Goal of the exercise: The required output consists solely of the lines from the top of the listing through the line containing "pub position: [f32;", transcribed exactly.

━━━

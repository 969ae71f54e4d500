//! # Vertex Data Structures
//!
//! This module defines the GPU vertex format shared by every mesh in the
//! editor: loaded OBJ parts, light proxies, the ground plane and the grid.

/// A 3D vertex with position, normal and texture coordinate data.
///
/// # Memory Layout
///
/// The `#[repr(C)]` attribute ensures the struct has a C-compatible memory
/// layout, which is required for GPU buffer operations.
///
/// # Examples
///
/// ```no_run
/// use diorama::gfx::scene::vertex::Vertex3D;
///
/// let vertex = Vertex3D {
///     position: [0.0, 1.0, 0.0],
///     normal: [0.0, 1.0, 0.0],
///     tex_coords: [0.5, 0.5],
/// };
/// ```
#[repr(C)]
#[derive(Copy, Clone, Debug, PartialEq, bytemuck::Pod, bytemuck::Zeroable)]
pub struct Vertex3D {
    /// 3D position coordinates [x, y, z]
    pub position: [f32; 3],
    /// 3D normal vector [nx, ny, nz] for lighting calculations
    pub normal: [f32; 3],
    /// Texture coordinates [u, v]
    pub tex_coords: [f32; 2],
}

impl Vertex3D {
    const ATTRIBUTES: [wgpu::VertexAttribute; 3] =
        wgpu::vertex_attr_array![0 => Float32x3, 1 => Float32x3, 2 => Float32x2];

    /// Returns the vertex buffer layout for wgpu rendering.
    ///
    /// - Attribute 0: Position (Float32x3)
    /// - Attribute 1: Normal (Float32x3)
    /// - Attribute 2: Texture coordinates (Float32x2)
    pub fn desc() -> wgpu::VertexBufferLayout<'static> {
        wgpu::VertexBufferLayout {
            array_stride: std::mem::size_of::<Vertex3D>() as wgpu::BufferAddress,
            step_mode: wgpu::VertexStepMode::Vertex,
            attributes: &Self::ATTRIBUTES,
        }
    }
}
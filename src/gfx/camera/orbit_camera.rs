use super::camera_utils::{convert_matrix4_to_array, Camera, CameraUniform};
use cgmath::*;

#[rustfmt::skip]
pub const OPENGL_TO_WGPU_MATRIX: cgmath::Matrix4<f32> = cgmath::Matrix4::new(
    1.0, 0.0, 0.0, 0.0,
    0.0, 1.0, 0.0, 0.0,
    0.0, 0.0, 0.5, 0.0,
    0.0, 0.0, 0.5, 1.0,
);

/// Y-up camera orbiting a target point.
///
/// `eye` is always derived from `distance`, `pitch` and `yaw` around
/// `target`, except through [`OrbitCamera::set_eye`] which goes the other way.
#[derive(Debug, Clone, Copy)]
pub struct OrbitCamera {
    pub distance: f32,
    pub pitch: f32,
    pub yaw: f32,
    pub eye: Vector3<f32>,
    pub target: Vector3<f32>,
    pub up: Vector3<f32>,
    pub bounds: OrbitCameraBounds,
    pub aspect: f32,
    pub fovy: Rad<f32>,
    pub znear: f32,
    pub zfar: f32,
    pub uniform: CameraUniform,
}

impl Camera for OrbitCamera {
    fn build_view_projection_matrix(&self) -> Matrix4<f32> {
        self.projection_matrix() * self.view_matrix()
    }
}

impl OrbitCamera {
    pub fn new(distance: f32, pitch: f32, yaw: f32, target: Vector3<f32>, aspect: f32) -> Self {
        let mut camera = Self {
            distance,
            pitch,
            yaw,
            eye: Vector3::zero(), // Will be auto-calculted in `update()` nevertheless.
            target,
            up: Vector3::unit_y(),
            bounds: OrbitCameraBounds::default(),
            aspect,
            fovy: Rad::from(Deg(60.0)),
            znear: 0.1,
            zfar: 1000.0,
            uniform: CameraUniform::default(),
        };
        camera.update();
        camera
    }

    /// Builds a camera at `eye` looking at `target`.
    pub fn looking_at(eye: Vector3<f32>, target: Vector3<f32>, aspect: f32) -> Self {
        let mut camera = Self::new(1.0, 0.0, 0.0, target, aspect);
        camera.set_eye(eye);
        camera
    }

    /// Editor start position: (0, 5, 10) looking at the origin.
    pub fn editor_default(aspect: f32) -> Self {
        Self::looking_at(Vector3::new(0.0, 5.0, 10.0), Vector3::zero(), aspect)
    }

    pub fn reset_to_default(&mut self) {
        let aspect = self.aspect;
        *self = Self::editor_default(aspect);
    }

    /// Moves the eye and re-derives distance, pitch and yaw around the target.
    pub fn set_eye(&mut self, eye: Vector3<f32>) {
        let offset = eye - self.target;
        let distance = offset.magnitude();
        if distance <= f32::EPSILON {
            return;
        }
        self.distance = distance;
        self.pitch = (offset.y / distance)
            .clamp(-1.0, 1.0)
            .asin()
            .clamp(self.bounds.min_pitch, self.bounds.max_pitch);
        self.yaw = offset.x.atan2(offset.z);
        self.update();
    }

    pub fn set_distance(&mut self, distance: f32) {
        self.distance = distance.clamp(
            self.bounds.min_distance.unwrap_or(f32::EPSILON),
            self.bounds.max_distance.unwrap_or(f32::MAX),
        );
        self.update();
    }

    pub fn add_distance(&mut self, delta: f32) {
        let corrected_zoom = f32::log10(self.distance.max(1.1)) * delta;
        self.set_distance(self.distance + corrected_zoom);
    }

    pub fn set_pitch(&mut self, pitch: f32) {
        self.pitch = pitch.clamp(self.bounds.min_pitch, self.bounds.max_pitch);
        self.update();
    }

    pub fn add_pitch(&mut self, delta: f32) {
        self.set_pitch(self.pitch + delta);
    }

    pub fn set_yaw(&mut self, yaw: f32) {
        self.yaw = yaw;
        self.update();
    }

    pub fn add_yaw(&mut self, delta: f32) {
        self.set_yaw(self.yaw + delta);
    }

    /// Pans the camera relative to the current view direction
    /// delta.0 = horizontal pan (left/right relative to camera view)
    /// delta.1 = vertical pan (up/down relative to camera view)
    pub fn pan(&mut self, delta: (f32, f32)) {
        let forward = (self.target - self.eye).normalize();
        let right = forward.cross(self.up).normalize();
        let up = right.cross(forward).normalize();

        // Scale pan movement by distance for consistent feel at all zoom levels
        let pan_scale = self.distance * 0.1;

        let movement = right * delta.0 * pan_scale + up * delta.1 * pan_scale;
        self.eye += movement;
        self.target += movement;
    }

    /// Updates the camera after changing `distance`, `pitch` or `yaw`.
    fn update(&mut self) {
        self.eye =
            calculate_cartesian_eye_position(self.pitch, self.yaw, self.distance, self.target);
    }

    pub fn resize_projection(&mut self, width: u32, height: u32) {
        self.aspect = width as f32 / height.max(1) as f32;
    }

    pub fn view_matrix(&self) -> Matrix4<f32> {
        Matrix4::look_at_rh(Point3::from_vec(self.eye), Point3::from_vec(self.target), self.up)
    }

    /// Projection into wgpu clip space (depth in [0, 1]).
    pub fn projection_matrix(&self) -> Matrix4<f32> {
        OPENGL_TO_WGPU_MATRIX * perspective(self.fovy, self.aspect, self.znear, self.zfar)
    }

    pub fn update_view_proj(&mut self) {
        self.uniform.view_position = [self.eye.x, self.eye.y, self.eye.z, 1.0];
        self.uniform.view_proj = convert_matrix4_to_array(self.build_view_projection_matrix());
    }
}

#[derive(Debug, Clone, Copy)]
pub struct OrbitCameraBounds {
    pub min_distance: Option<f32>,
    pub max_distance: Option<f32>,
    pub min_pitch: f32,
    pub max_pitch: f32,
}

impl Default for OrbitCameraBounds {
    fn default() -> Self {
        Self {
            min_distance: Some(0.5),
            max_distance: Some(200.0),
            min_pitch: -std::f32::consts::FRAC_PI_2 + 0.001,
            max_pitch: std::f32::consts::FRAC_PI_2 - 0.001,
        }
    }
}

fn calculate_cartesian_eye_position(
    pitch: f32,
    yaw: f32,
    distance: f32,
    target: Vector3<f32>,
) -> Vector3<f32> {
    Vector3::new(
        distance * yaw.sin() * pitch.cos(),
        distance * pitch.sin(),
        distance * yaw.cos() * pitch.cos(),
    ) + target
}

#[cfg(test)]
mod tests {
    use super::*;

    #[test]
    fn test_default_eye() {
        let camera = OrbitCamera::editor_default(1.6);
        assert!((camera.eye - Vector3::new(0.0, 5.0, 10.0)).magnitude() < 1e-4);
        assert!((camera.distance - 125f32.sqrt()).abs() < 1e-4);
    }

    #[test]
    fn test_set_eye_round_trips_through_orbit() {
        let mut camera = OrbitCamera::editor_default(1.0);
        let moved = Vector3::new(-0.3, 5.2, 9.8);
        camera.set_eye(moved);
        assert!((camera.eye - moved).magnitude() < 1e-4);
        assert_eq!(camera.target, Vector3::zero());
    }

    #[test]
    fn test_projection_maps_near_plane_to_zero_depth() {
        let camera = OrbitCamera::editor_default(1.0);
        let p = camera.projection_matrix() * Vector4::new(0.0, 0.0, -camera.znear, 1.0);
        assert!((p.z / p.w).abs() < 1e-4);
    }
}
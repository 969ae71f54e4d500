//! # User Interface Module
//!
//! Dear ImGui overlay for the editor.
//!
//! - [`UiManager`] - ImGui integration with winit and wgpu, input capture
//! - [`panel`] - the scene controls, selected object and status windows
//!
//! Windows never mutate the session directly. They return
//! [`EditorAction`](crate::editor::EditorAction)s that the app applies once
//! the frame's UI is built, and pointer events the UI captures never reach
//! picking or the camera.

pub mod manager;
pub mod panel;

pub use manager::UiManager;
pub use panel::editor_ui;
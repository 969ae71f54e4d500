//! Decoded RGBA8 textures shared between materials and the renderer.

use std::{
    fmt,
    path::Path,
    sync::{
        atomic::{AtomicU64, Ordering},
        Arc,
    },
};

use super::AssetError;

static NEXT_TEXTURE_ID: AtomicU64 = AtomicU64::new(1);

/// Identity used by the renderer to cache GPU textures.
#[derive(Debug, Clone, Copy, PartialEq, Eq, Hash, PartialOrd, Ord)]
pub struct TextureId(u64);

/// CPU copy of a decoded image.
pub struct TextureData {
    id: TextureId,
    path: String,
    width: u32,
    height: u32,
    pixels: Vec<u8>,
}

/// Textures are immutable once decoded, so sharing is by reference count.
pub type TextureHandle = Arc<TextureData>;

impl TextureData {
    /// Wraps raw RGBA8 pixels. `pixels` must hold `width * height * 4` bytes.
    pub fn from_rgba(path: impl Into<String>, width: u32, height: u32, pixels: Vec<u8>) -> Self {
        debug_assert_eq!(pixels.len(), (width * height * 4) as usize);
        Self {
            id: TextureId(NEXT_TEXTURE_ID.fetch_add(1, Ordering::Relaxed)),
            path: path.into(),
            width,
            height,
            pixels,
        }
    }

    /// Single-pixel texture of one colour
    pub fn solid(name: impl Into<String>, rgba: [u8; 4]) -> Self {
        Self::from_rgba(name, 1, 1, rgba.to_vec())
    }

    pub fn id(&self) -> TextureId {
        self.id
    }

    /// Asset-relative path the texture was requested with
    pub fn path(&self) -> &str {
        &self.path
    }

    pub fn width(&self) -> u32 {
        self.width
    }

    pub fn height(&self) -> u32 {
        self.height
    }

    pub fn pixels(&self) -> &[u8] {
        &self.pixels
    }
}

impl fmt::Debug for TextureData {
    fn fmt(&self, f: &mut fmt::Formatter<'_>) -> fmt::Result {
        f.debug_struct("TextureData")
            .field("id", &self.id)
            .field("path", &self.path)
            .field("size", &(self.width, self.height))
            .finish()
    }
}

/// Reads and decodes `root/path` into an RGBA8 texture.
pub fn load_texture(root: &Path, path: &str) -> Result<TextureHandle, AssetError> {
    let full_path = root.join(path);
    let image = image::open(&full_path)
        .map_err(|source| AssetError::Image {
            path: path.to_string(),
            source,
        })?
        .to_rgba8();

    let (width, height) = image.dimensions();
    log::debug!("Decoded texture {} ({}x{})", path, width, height);
    Ok(Arc::new(TextureData::from_rgba(path, width, height, image.into_raw())))
}

#[cfg(test)]
mod tests {
    use super::*;

    #[test]
    fn test_decodes_png_fixture() {
        let dir = tempfile::tempdir().unwrap();
        std::fs::create_dir_all(dir.path().join("textures")).unwrap();
        let fixture = image::RgbaImage::from_pixel(4, 2, image::Rgba([255, 0, 0, 255]));
        fixture.save(dir.path().join("textures/red.png")).unwrap();

        let texture = load_texture(dir.path(), "textures/red.png").unwrap();
        assert_eq!((texture.width(), texture.height()), (4, 2));
        assert_eq!(texture.path(), "textures/red.png");
        assert_eq!(&texture.pixels()[..4], &[255, 0, 0, 255]);
    }

    #[test]
    fn test_missing_file_is_an_image_error() {
        let dir = tempfile::tempdir().unwrap();
        let err = load_texture(dir.path(), "textures/missing.jpg").unwrap_err();
        assert!(matches!(err, AssetError::Image { ref path, .. } if path == "textures/missing.jpg"));
    }

    #[test]
    fn test_texture_ids_are_unique() {
        let a = TextureData::solid("a", [255; 4]);
        let b = TextureData::solid("b", [255; 4]);
        assert_ne!(a.id(), b.id());
    }
}
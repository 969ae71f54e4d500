//! Material definitions for scene meshes
//!
//! Each mesh node owns its material outright. The renderer watches
//! [`Material::revision`] to know when texture bindings must be rebuilt.

use crate::assets::texture::TextureHandle;

/// Converts a `0xRRGGBB` colour into normalised RGB components.
pub fn color_from_hex(hex: u32) -> [f32; 3] {
    [
        ((hex >> 16) & 0xff) as f32 / 255.0,
        ((hex >> 8) & 0xff) as f32 / 255.0,
        (hex & 0xff) as f32 / 255.0,
    ]
}

/// Texture addressing mode outside the [0, 1] UV range
#[derive(Debug, Clone, Copy, PartialEq, Eq, Default)]
pub enum Wrap {
    #[default]
    Clamp,
    Repeat,
}

/// A texture bound to a material slot together with its addressing state.
#[derive(Debug, Clone)]
pub struct TextureMap {
    pub texture: TextureHandle,
    pub wrap: Wrap,
    pub repeat: [f32; 2],
}

impl TextureMap {
    /// Clamped, unscaled map as produced straight out of the loader
    pub fn new(texture: TextureHandle) -> Self {
        Self {
            texture,
            wrap: Wrap::Clamp,
            repeat: [1.0, 1.0],
        }
    }

    /// Tiled map with the same repeat count on both axes
    pub fn repeating(texture: TextureHandle, repeat: f32) -> Self {
        Self {
            texture,
            wrap: Wrap::Repeat,
            repeat: [repeat, repeat],
        }
    }

    pub fn source_path(&self) -> &str {
        self.texture.path()
    }
}

/// Metal/rough surface description used by every lit mesh.
#[derive(Debug, Clone)]
pub struct Material {
    pub color: [f32; 3],
    pub metalness: f32,
    pub roughness: f32,
    pub emissive: [f32; 3],
    pub emissive_intensity: f32,
    pub map: Option<TextureMap>,
    pub bump_map: Option<TextureMap>,
    pub bump_scale: f32,
    pub normal_map: Option<TextureMap>,
    pub normal_scale: [f32; 2],
    revision: u64,
}

impl Default for Material {
    fn default() -> Self {
        Self {
            color: [1.0, 1.0, 1.0],
            metalness: 0.0,
            roughness: 1.0,
            emissive: [0.0, 0.0, 0.0],
            emissive_intensity: 1.0,
            map: None,
            bump_map: None,
            bump_scale: 1.0,
            normal_map: None,
            normal_scale: [1.0, 1.0],
            revision: 0,
        }
    }
}

impl Material {
    pub fn new(color: [f32; 3], metalness: f32, roughness: f32) -> Self {
        Self {
            color,
            metalness: metalness.clamp(0.0, 1.0),
            roughness: roughness.clamp(0.0, 1.0),
            ..Default::default()
        }
    }

    /// Black, self-lit material used by light proxies
    pub fn emissive(color: [f32; 3], intensity: f32) -> Self {
        Self {
            color: [0.0, 0.0, 0.0],
            emissive: color,
            emissive_intensity: intensity,
            ..Default::default()
        }
    }

    pub fn with_map(mut self, map: TextureMap) -> Self {
        self.set_map(Some(map));
        self
    }

    pub fn with_bump_map(mut self, map: TextureMap, scale: f32) -> Self {
        self.bump_map = Some(map);
        self.bump_scale = scale;
        self.mark_dirty();
        self
    }

    pub fn with_normal_map(mut self, map: TextureMap, scale: [f32; 2]) -> Self {
        self.normal_map = Some(map);
        self.normal_scale = scale;
        self.mark_dirty();
        self
    }

    /// Replaces (or clears) the diffuse map
    pub fn set_map(&mut self, map: Option<TextureMap>) {
        self.map = map;
        self.mark_dirty();
    }

    /// Sets the diffuse map repeat count; a no-op without a map.
    pub fn set_map_repeat(&mut self, repeat: f32) -> bool {
        match self.map.as_mut() {
            Some(map) => {
                map.repeat = [repeat, repeat];
                self.revision += 1;
                true
            }
            None => false,
        }
    }

    /// Swaps in a whole new material, keeping the revision moving forward.
    pub fn replace(&mut self, mut other: Material) {
        other.revision = self.revision.max(other.revision) + 1;
        *self = other;
    }

    /// Signals that texture bindings changed and GPU state must be rebuilt.
    pub fn mark_dirty(&mut self) {
        self.revision += 1;
    }

    pub fn revision(&self) -> u64 {
        self.revision
    }
}

#[cfg(test)]
mod tests {
    use super::*;

    #[test]
    fn test_hex_conversion() {
        assert_eq!(color_from_hex(0xff0000), [1.0, 0.0, 0.0]);
        let grey = color_from_hex(0x333333);
        assert!((grey[0] - 0.2).abs() < 1e-6);
    }

    #[test]
    fn test_repeat_without_map_is_ignored() {
        let mut material = Material::new([0.8, 0.8, 0.8], 0.2, 0.8);
        let before = material.revision();
        assert!(!material.set_map_repeat(4.0));
        assert_eq!(material.revision(), before);
    }
}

━━━

Task output:
repository 969ae71f54e4d500
//! # Vertex Data Structures
//!
//! This module defines the GPU vertex format shared by every mesh in the
//! editor: loaded OBJ parts, light proxies, the ground plane and the grid.

/// A 3D vertex with position, normal and texture coordinate data.
///
/// # Memory Layout
///
/// The `#[repr(C)]` attribute ensures the struct has a C-compatible memory
/// layout, which is required for GPU buffer operations.
///
/// # Examples
///
/// ```no_run
/// use diorama::gfx::scene::vertex::Vertex3D;
///
/// let vertex = Vertex3D {
///     position: [0.0, 1.0, 0.0],
///     normal: [0.0, 1.0, 0.0],
///     tex_coords: [0.5, 0.5],
/// };
/// ```
#[repr(C)]
#[derive(Copy, Clone, Debug, PartialEq, bytemuck::Pod, bytemuck::Zeroable)]
pub struct Vertex3D {
    /// 3D position coordinates [x, y, z]
    pub position: [f32; 3],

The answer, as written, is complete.